Word for word, set down every line of the entries below from the line with "or hex string." to the line with "pub fn to_binary_str(&self)", including both, and no other line.

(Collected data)

##########

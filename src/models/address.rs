//! IPv4 host address value.

use super::bin32::{AsBits32, Bin32};
use crate::error::Error;
use serde::de;
use serde::{Deserialize, Deserializer, Serialize};
use std::net::Ipv4Addr;
use std::str::FromStr;

/// A single IPv4 address.
///
/// A thin wrapper over [`Bin32`] with no extra structural invariant; it
/// exists so that addresses and netmasks cannot be confused at the type
/// level.
#[derive(Eq, PartialEq, Ord, PartialOrd, Debug, Copy, Clone, Hash, Default)]
pub struct Address(Bin32);

impl AsBits32 for Address {
    fn bits(&self) -> u32 {
        self.0.bits()
    }
}

impl Address {
    /// Parse a dotted quad, 32-bit binary string or hex string.
    pub fn parse(value: &str) -> Result<Address, Error> {
        Bin32::parse(value)
            .map(Address)
            .map_err(|_| Error::parse(value.trim(), "an IPv4 address"))
    }

    /// Parse a dotted quad such as `"10.0.0.1"`.
    pub fn from_dotted_quad(value: &str) -> Result<Address, Error> {
        Bin32::from_dotted_quad(value).map(Address)
    }

    /// Parse a 32-character binary string.
    pub fn from_binary_str(value: &str) -> Result<Address, Error> {
        Bin32::from_binary_str(value).map(Address)
    }

    /// Parse an 8-digit hex string, with or without a `0x` prefix.
    pub fn from_hex_str(value: &str) -> Result<Address, Error> {
        Bin32::from_hex_str(value).map(Address)
    }

    /// Render as a dotted quad.
    pub fn to_dotted_quad(&self) -> String {
        self.0.to_dotted_quad()
    }

    /// Render as a 32-character binary string.
    pub fn to_binary_str(&self) -> String {
        self.0.to_binary_str()
    }

    /// Render as a lowercase `0x`-prefixed hex string.
    pub fn to_hex_str(&self) -> String {
        self.0.to_hex_str()
    }

    /// The four octets, most significant first.
    pub fn octets(&self) -> [u8; 4] {
        self.0.octets()
    }

    /// The underlying 32-bit value.
    pub fn as_bin32(&self) -> Bin32 {
        self.0
    }

    /// Test equality against any textual form; `false` on unparseable input.
    pub fn matches(&self, value: &str) -> bool {
        self.0.matches(value)
    }

    /// The next address up. Fails with [`Error::Overflow`] at `255.255.255.255`.
    pub fn increment(&self) -> Result<Address, Error> {
        self.0.increment().map(Address)
    }

    /// The next address down. Fails with [`Error::Overflow`] at `0.0.0.0`.
    pub fn decrement(&self) -> Result<Address, Error> {
        self.0.decrement().map(Address)
    }
}

impl std::fmt::Display for Address {
    fn fmt(&self, f: &mut std::fmt::Formatter) -> std::fmt::Result {
        write!(f, "{}", self.to_dotted_quad())
    }
}

impl FromStr for Address {
    type Err = Error;

    fn from_str(s: &str) -> Result<Address, Error> {
        Address::parse(s)
    }
}

impl From<Bin32> for Address {
    fn from(value: Bin32) -> Address {
        Address(value)
    }
}

impl From<Ipv4Addr> for Address {
    fn from(addr: Ipv4Addr) -> Address {
        Address(Bin32::from(addr))
    }
}

impl From<Address> for Ipv4Addr {
    fn from(addr: Address) -> Ipv4Addr {
        addr.0.into()
    }
}

impl Serialize for Address {
    fn serialize<S>(&self, serializer: S) -> Result<S::Ok, S::Error>
    where
        S: serde::ser::Serializer,
    {
        serializer.serialize_str(&self.to_dotted_quad())
    }
}

impl<'de> Deserialize<'de> for Address {
    fn deserialize<D>(deserializer: D) -> Result<Address, D::Error>
    where
        D: Deserializer<'de>,
    {
        let s = String::deserialize(deserializer)?;
        Address::parse(&s).map_err(|e| de::Error::custom(format!("{}", e)))
    }
}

##########

* Output of the exercise:
    /// Parse a dotted quad, 32-bit binary string or hex string.
    pub fn parse(value: &str) -> Result<Address, Error> {
        Bin32::parse(value)
            .map(Address)
            .map_err(|_| Error::parse(value.trim(), "an IPv4 address"))
    }

    /// Parse a dotted quad such as `"10.0.0.1"`.
    pub fn from_dotted_quad(value: &str) -> Result<Address, Error> {
        Bin32::from_dotted_quad(value).map(Address)
    }

    /// Parse a 32-character binary string.
    pub fn from_binary_str(value: &str) -> Result<Address, Error> {
        Bin32::from_binary_str(value).map(Address)
    }

    /// Parse an 8-digit hex string, with or without a `0x` prefix.
    pub fn from_hex_str(value: &str) -> Result<Address, Error> {
        Bin32::from_hex_str(value).map(Address)
    }

    /// Render as a dotted quad.
    pub fn to_dotted_quad(&self) -> String {
        self.0.to_dotted_quad()
    }

    /// Render as a 32-character binary string.
    pub fn to_binary_str(&self) -> String {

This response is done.